Alfie (Anonymous/Anchor Loci FIndEr) is an open-source python package containing a pipeline that searches complete genome sequences for the maximum number of ideal anonymous loci (i.e., single-copy, neutral, and independent loci) or for anchor (AE/UCE) loci that also meet the single-copy and independence assumptions. It also extracts orthologous sequences from other genomes, performs multiple sequence alignments, and outputs ready-to-analyze datasets in commonly used formats.

These anonymous loci datasets are ideal for phylogenomic studies that use multi-locus coalescent analyses (e.g., phylogeography). AE- and UCE-anchor loci are best for phylogenomic studies involving moderate to deep divergences. The goal of alfie is to be a complete, user-friendly, and flexible phylogenomic loci dataset-generating software.

1.2. How it works?

Alfie utilizes a sequential modular approach, with each step of the pipeline being stored in a single module that can be executed with greater flexibility in standalone mode. Many of these steps require external programs, such as BLAST or CLUSTALW. To reduce the complexity of the steps the whole pipeline can be run automatically using the afie.py script.

The program contains two main modules: Anonymous loci (AL) finding module and an anchor (AE/UCE) loci finding module.

1.2.1 Anonymous loci

The AL finding module uses as input a single query genome in FASTA format and its associated GTF file. The user must also input one complete genome sequence (can be un-annotated) for each individual or species in the study. Alfie finds all anonymous regions distant from genomic features (> 200 kb distance, by default) to avoid the effects of direct or indirect natural selection (i.e., to satisfy the neutrality assumption).

The program also uses a distance filter (> 200 kb distance, by default) to select loci that are likely to be genealogically independent of other sampled loci (i.e., satisfy the independent loci assumption). Alfie performs an exhaustive search (i.e., it finds every possible anonymous regions for the specified parameters in the genomes analyzed).

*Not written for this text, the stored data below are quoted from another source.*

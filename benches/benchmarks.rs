//! Performance benchmarks for idindex
//!
//! Run with: cargo bench

use criterion::{BenchmarkId, Criterion, Throughput, black_box, criterion_group, criterion_main};
use idindex::index::build::build_index_at;
use idindex::index::reader::IdIndexReader;
use idindex::index::types::{HashAlgorithm, IndexConfig, OccurrenceMask};
use idindex::index::{CancellationToken, FileContent, FileIdMapper, IdHashMaskMap, OccurrenceCollector};
use idindex::scanner::SimpleWordsScanner;
use std::fs;
use std::path::Path;
use tempfile::TempDir;

fn sample_source(i: usize) -> String {
    format!(
        r#"// File {i}
fn function_{i}() {{
    println!("Hello from function {i}");
    let x = {i} * 2;
    let y = x + 1;
}}

/// Documented struct number {i}
struct Struct{i} {{
    field: i32,
    name: String,
}}

impl Struct{i} {{
    fn new() -> Self {{
        Self {{ field: {i}, name: "test".to_string() }}
    }}
}}
"#,
        i = i
    )
}

/// Create a test directory with sample files and an index over it
fn create_benchmark_fixtures() -> (TempDir, TempDir) {
    let repo = TempDir::new().expect("Failed to create temp dir");
    let index = TempDir::new().expect("Failed to create temp dir");

    for i in 0..50 {
        fs::write(repo.path().join(format!("file_{}.rs", i)), sample_source(i)).expect("Failed to write file");
    }

    build_index_at(
        repo.path(),
        index.path(),
        &IndexConfig::default(),
        &CancellationToken::new(),
        true,
    )
    .expect("Failed to build index");

    (repo, index)
}

fn bench_update_mask(c: &mut Criterion) {
    let mut group = c.benchmark_group("update_mask");

    for size in [100, 1_000, 10_000] {
        group.throughput(Throughput::Elements(size as u64));
        group.bench_with_input(BenchmarkId::from_parameter(size), &size, |b, &size| {
            b.iter(|| {
                let mut map = IdHashMaskMap::new();
                for i in 0..size as i32 {
                    map.update_mask(black_box(i.wrapping_mul(0x9E37_79B9u32 as i32)), OccurrenceMask::IN_CODE);
                }
                map
            })
        });
    }

    group.finish();
}

fn bench_collector(c: &mut Criterion) {
    let text: String = (0..200).map(sample_source).collect();
    let mut group = c.benchmark_group("collector");
    group.throughput(Throughput::Bytes(text.len() as u64));

    for algorithm in [HashAlgorithm::Stronger, HashAlgorithm::Compact] {
        group.bench_with_input(BenchmarkId::from_parameter(algorithm), &algorithm, |b, &algorithm| {
            let scanner = SimpleWordsScanner::new();
            b.iter(|| {
                let mut collector = OccurrenceCollector::new(algorithm);
                for (start, end) in scanner.spans(&text, 0, text.len()) {
                    collector.add_occurrence(&text, start, end, OccurrenceMask::IN_CODE);
                }
                collector.into_result()
            })
        });
    }

    group.finish();
}

fn bench_scanner(c: &mut Criterion) {
    let text: String = (0..200).map(sample_source).collect();
    let mut group = c.benchmark_group("scanner");
    group.throughput(Throughput::Bytes(text.len() as u64));

    group.bench_function("simple_words", |b| {
        let scanner = SimpleWordsScanner::new();
        b.iter(|| scanner.spans(black_box(&text), 0, text.len()).count())
    });

    group.bench_function("rust_file", |b| {
        let mapper = FileIdMapper::with_config(&IndexConfig::default());
        let content = FileContent::new(Path::new("bench.rs"), &text);
        b.iter(|| mapper.map_file(black_box(&content)))
    });

    group.finish();
}

fn bench_lookup(c: &mut Criterion) {
    let (_repo, index) = create_benchmark_fixtures();
    let reader = IdIndexReader::open(index.path(), HashAlgorithm::Stronger).expect("Failed to open index");

    c.bench_function("files_with_word", |b| {
        b.iter(|| reader.files_with_word(black_box("Struct7"), OccurrenceMask::ANY, true))
    });

    c.bench_function("index_open", |b| {
        b.iter(|| IdIndexReader::open(black_box(index.path()), HashAlgorithm::Stronger))
    });
}

criterion_group!(benches, bench_update_mask, bench_collector, bench_scanner, bench_lookup);

criterion_main!(benches);
/// Check if content looks like binary data
pub fn is_binary(content: &[u8]) -> bool {
    let sample_size = content.len().min(8192);
    let sample = &content[..sample_size];

    // Check for null bytes
    let null_count = sample.iter().filter(|&&b| b == 0).count();
    if null_count > sample_size / 10 {
        return true;
    }

    // Check for high proportion of non-text bytes
    let non_text_count = sample
        .iter()
        .filter(|&&b| b < 0x20 && b != b'\n' && b != b'\r' && b != b'\t')
        .count();

    non_text_count > sample_size / 8
}

/// Decode file bytes for scanning. Returns `None` for binary or non-UTF-8 content.
pub fn decode_text(content: &[u8]) -> Option<&str> {
    if is_binary(content) {
        return None;
    }
    let content = content.strip_prefix(b"\xEF\xBB\xBF").unwrap_or(content);
    std::str::from_utf8(content).ok()
}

After the initial target regions have been found, they are split in small loci (default 1 kb). Each piece is searched against subject and query genomes to filter duplications and find orthologous regions in all genomes.

The sequences are then aligned using ClustalW (for each locus) and datasets are output in NEXUS (single and multi-locus files), PHYLIP (single and multi-locus files), and FASTA formats (single files). These files can then be used in a variety of single and multi-locus phylogenomic analyses (e.g., species tree analyses).

The number of output anonymous loci will depend on the two distance filter settings (i.e., longer inter-locus distances = fewer output loci and vice-versa).

1.2.2 Anchor loci

To use the anchor (AE/UCE) loci finding module, the user must input genome sequences (can be un-annotated) for each individual or species in the study. Program then finds the locations of target AEs/UCEs in a reference human genome with a coordinate file that currently contains 512 vertebrate AEs1 (included in package). The module retrieves flanking regions around each AE/UCE element with user-defined length (e.g., 500 bp). User also specifies distance (bp) between flanking sequences and their AEs/UCEs. In general, evolutionary conservation of nucleotide sites declines with physical distance from each AE or UCE core region (i.e., location in the center of each AE/UCE element). Thus, if the user would like more conserved sequences, then the distance from the AE/UCE should be minimal, whereas less conserved sequences can be obtained by using longer distance settings (e.g., > 500 bp away from the AE/UCE). Paired flanking sequences (i.e., candidate AE/UCE loci) are then saved in FASTA files.

The next step is very similar to the second step of the AL finding module: AE/UCE candidate loci are used as query sequences in BLAST searches against target genomes. Single-copy loci are retained and subsequently aligned. A user-specified distance filter retains loci that are likely independent from other sampled loci. Each pair of AE/UCE flanking sequences is concatenated to form independent loci. Lastly, ALFIE outputs ready-to-analyze datasets in the aforementioned formats.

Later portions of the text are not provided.